Grand Hôtel De Normandie****, rue d’Amsterdam

9 AVRIL, VERS LA CITÉ BERGÈRE ET LE FAUBOURG MONTMARTRE

Jeff**, rue Richer
Pas pu rentrer.

34 B Hôtel***, rue Bergère
130 ch. Ferme demain. Ce soir une seule chambre est louée, au quart du prix, ce qui oblige à la présence d’un gardien de nuit et d’une personne pour apporter le petit déjeuner dans la chambre demain matin. Le manager se plaint :

« Depuis juin dernier, ces prix cassés nous amènent une clientèle bien pire que celle des Formule 1 ! On n’a attiré que quelques clients louches et bruyants, je ne vais pas vous faire un dessin, on préfère arrêter. »

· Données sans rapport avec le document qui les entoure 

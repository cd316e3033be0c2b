//! Common test helpers shared across integration tests.
#![allow(dead_code)]

use std::sync::Arc;
use std::sync::atomic::{AtomicBool, AtomicI64, AtomicUsize, Ordering};

use anyhow::{Result, bail};
use qwasr_persist::connection::{BoundArg, CompiledStatement, InsertOutcome};
use qwasr_persist::persister::SqlType;
use qwasr_persist::sqlite::SqliteConnectionSource;
use qwasr_persist::{
    ConnectionSource, Database, DatabaseConnection, DatabaseResults, DatabaseType, FieldConfig, ForeignCollectionConfig,
    LruObjectCache, NativeType, ObjectCache, Schema, StatementType, TableConfig, Value,
};

/// Installs a `fmt` subscriber honouring `RUST_LOG`, once per test binary.
pub fn init_tracing() {
    let _ = tracing_subscriber::fmt()
        .with_env_filter(tracing_subscriber::EnvFilter::from_default_env())
        .with_test_writer()
        .try_init();
}

/// Counters shared by a [`CountingSource`] and its connections.
#[derive(Debug, Default)]
pub struct Stats {
    queries: AtomicUsize,
    checked_out: AtomicI64,
    hide_row_counts: AtomicBool,
    fail_rows_changed: AtomicBool,
}

impl Stats {
    /// Queries run since the last reset.
    pub fn queries(&self) -> usize {
        self.queries.load(Ordering::SeqCst)
    }

    pub fn reset_queries(&self) {
        self.queries.store(0, Ordering::SeqCst);
    }

    /// Connections handed out and not yet released.
    pub fn checked_out(&self) -> i64 {
        self.checked_out.load(Ordering::SeqCst)
    }

    /// Makes updates and deletes report no row count.
    pub fn hide_row_counts(&self, hide: bool) {
        self.hide_row_counts.store(hide, Ordering::SeqCst);
    }

    /// Makes the rows-changed query fail.
    pub fn fail_rows_changed(&self, fail: bool) {
        self.fail_rows_changed.store(fail, Ordering::SeqCst);
    }
}

/// In-memory `SQLite` source that counts queries and checked-out connections.
pub struct CountingSource {
    inner: SqliteConnectionSource,
    stats: Arc<Stats>,
}

impl CountingSource {
    pub fn new() -> (Self, Arc<Stats>) {
        let stats = Arc::new(Stats::default());
        let source = Self {
            inner: SqliteConnectionSource::in_memory().expect("open in-memory database"),
            stats: Arc::clone(&stats),
        };
        (source, stats)
    }

    fn wrap(&self, inner: Arc<dyn DatabaseConnection>) -> Arc<dyn DatabaseConnection> {
        self.stats.checked_out.fetch_add(1, Ordering::SeqCst);
        Arc::new(CountingConnection {
            inner,
            stats: Arc::clone(&self.stats),
        })
    }
}

impl ConnectionSource for CountingSource {
    fn read_only_connection(&self, table: &str) -> Result<Arc<dyn DatabaseConnection>> {
        Ok(self.wrap(self.inner.read_only_connection(table)?))
    }

    fn read_write_connection(&self, table: &str) -> Result<Arc<dyn DatabaseConnection>> {
        Ok(self.wrap(self.inner.read_write_connection(table)?))
    }

    fn release_connection(&self, _connection: Arc<dyn DatabaseConnection>) -> Result<()> {
        self.stats.checked_out.fetch_sub(1, Ordering::SeqCst);
        Ok(())
    }

    fn is_single_connection(&self, table: &str) -> bool {
        self.inner.is_single_connection(table)
    }

    fn database_type(&self) -> Arc<dyn DatabaseType> {
        self.inner.database_type()
    }
}

struct CountingConnection {
    inner: Arc<dyn DatabaseConnection>,
    stats: Arc<Stats>,
}

impl DatabaseConnection for CountingConnection {
    fn compile_statement(&self, sql: &str, statement_type: StatementType) -> Result<Box<dyn CompiledStatement>> {
        if sql == "SELECT CHANGES()" && self.stats.fail_rows_changed.load(Ordering::SeqCst) {
            bail!("rows-changed query unavailable");
        }
        Ok(Box::new(CountingStatement {
            inner: self.inner.compile_statement(sql, statement_type)?,
            stats: Arc::clone(&self.stats),
        }))
    }

    fn insert(&self, sql: &str, args: &[BoundArg], want_generated_key: bool) -> Result<InsertOutcome> {
        self.inner.insert(sql, args, want_generated_key)
    }

    fn update(&self, sql: &str, args: &[BoundArg]) -> Result<Option<u64>> {
        let rows = self.inner.update(sql, args)?;
        Ok(if self.stats.hide_row_counts.load(Ordering::SeqCst) { None } else { rows })
    }

    fn execute(&self, sql: &str) -> Result<Option<u64>> {
        self.inner.execute(sql)
    }

    fn is_auto_commit(&self) -> Result<bool> {
        self.inner.is_auto_commit()
    }

    fn set_auto_commit(&self, auto_commit: bool) -> Result<()> {
        self.inner.set_auto_commit(auto_commit)
    }

    fn commit(&self) -> Result<()> {
        self.inner.commit()
    }

    fn rollback(&self) -> Result<()> {
        self.inner.rollback()
    }
}

struct CountingStatement {
    inner: Box<dyn CompiledStatement>,
    stats: Arc<Stats>,
}

impl CompiledStatement for CountingStatement {
    fn set_object(&mut self, index: usize, value: Value, sql_type: SqlType) -> Result<()> {
        self.inner.set_object(index, value, sql_type)
    }

    fn set_max_rows(&mut self, max_rows: u64) -> Result<()> {
        self.inner.set_max_rows(max_rows)
    }

    fn run_query(&mut self) -> Result<Box<dyn DatabaseResults>> {
        self.stats.queries.fetch_add(1, Ordering::SeqCst);
        self.inner.run_query()
    }

    fn run_update(&mut self) -> Result<Option<u64>> {
        let rows = self.inner.run_update()?;
        Ok(if self.stats.hide_row_counts.load(Ordering::SeqCst) { None } else { rows })
    }

    fn run_execute(&mut self) -> Result<Option<u64>> {
        self.inner.run_execute()
    }
}

/// `account` with a version and an eager collection of `order`, `order` pointing back at
/// its account and owning an eager collection of `line`. With the default eager depth of one,
/// `lines` degrades to lazy when orders are loaded through an account.
pub fn shop_schema() -> Schema {
    Schema::builder()
        .table(
            TableConfig::new("account")
                .field(FieldConfig::of("id", NativeType::Long).generated_id())
                .field(FieldConfig::of("name", NativeType::String))
                .field(FieldConfig::of("passwd", NativeType::String))
                .field(FieldConfig::of("version", NativeType::Int).version())
                .field(FieldConfig::new("orders").foreign_collection(ForeignCollectionConfig::new("order").eager())),
        )
        .table(
            TableConfig::new("order")
                .field(FieldConfig::of("id", NativeType::Long).generated_id())
                .field(FieldConfig::of("amount", NativeType::Int))
                .field(FieldConfig::new("account").foreign("account"))
                .field(FieldConfig::new("lines").foreign_collection(ForeignCollectionConfig::new("line").eager())),
        )
        .table(
            TableConfig::new("line")
                .field(FieldConfig::of("id", NativeType::Long).generated_id())
                .field(FieldConfig::of("sku", NativeType::String))
                .field(FieldConfig::new("order").foreign("order")),
        )
        .build()
        .expect("valid schema")
}

/// Database over a fresh in-memory `SQLite` with every table of `schema` created.
pub fn database(schema: Schema) -> (Database, Arc<Stats>) {
    open(schema, None)
}

/// Like [`database`], with an object cache of `capacity` records per table.
pub fn cached_database(schema: Schema, capacity: u64) -> (Database, Arc<Stats>) {
    open(schema, Some(Arc::new(LruObjectCache::new(capacity))))
}

fn open(schema: Schema, cache: Option<Arc<dyn ObjectCache>>) -> (Database, Arc<Stats>) {
    init_tracing();
    let (source, stats) = CountingSource::new();
    let mut builder = Database::builder(schema, Arc::new(source));
    if let Some(cache) = cache {
        builder = builder.object_cache(cache);
    }
    let db = builder.build();
    db.create_tables(false).expect("create tables");
    stats.reset_queries();
    (db, stats)
}

/// Normalize SQL by collapsing whitespace.
fn normalize_sql(sql: &str) -> String {
    sql.split_whitespace().collect::<Vec<_>>().join(" ")
}

/// Canonicalize SQL for comparison by removing identifier quotes and normalizing whitespace.
/// Preserves quotes inside string literals.
fn canonicalize_sql(sql: &str) -> String {
    let mut cleaned = String::with_capacity(sql.len());
    let mut in_single_quote = false;

    for ch in sql.chars() {
        match ch {
            '\'' => {
                in_single_quote = !in_single_quote;
                cleaned.push(ch);
            }
            '`' if !in_single_quote => {}
            _ => cleaned.push(ch),
        }
    }

    normalize_sql(&cleaned)
}

/// Assert that SQL contains all expected fragments in order.
///
/// Identifier quotes are stripped and whitespace normalized before fragments are matched
/// sequentially.
#[allow(clippy::missing_panics_doc)]
pub fn assert_sql_contains(actual: &str, fragments: &[&str]) {
    let actual_canonical = canonicalize_sql(actual);
    let mut search_start = 0usize;

    for fragment in fragments {
        let fragment_canonical = canonicalize_sql(fragment);
        if fragment_canonical.is_empty() {
            continue;
        }

        if let Some(pos) = actual_canonical[search_start..].find(&fragment_canonical) {
            search_start += pos + fragment_canonical.len();
        } else {
            panic!("expected SQL fragment `{fragment_canonical}` not found in `{actual_canonical}`");
        }
    }
}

En partant, je croise les deux seuls clients qui dormiront ici ce soir. Un couple de très jeunes hommes, qui « arrivent du 93 juste avant le couvre-feu ». Visiblement intimidés, mais un peu émerveillés aussi. J’ai l’impression qu’ils viennent ici pour mettre à l’abri une idylle toute neuve. Mais je n’ose pas leur poser la question.

Hôtel Corona****, cité Bergère

Les cinémas sont toujours fermés, mais dans le 12e arrondissement, le cinéma mk2 Paradiso vient d’ouvrir : dans cet hôtel-cinéma****, écran de 3 mètres dans chaque chambre, programmation dédiée, champagne et pop-corn.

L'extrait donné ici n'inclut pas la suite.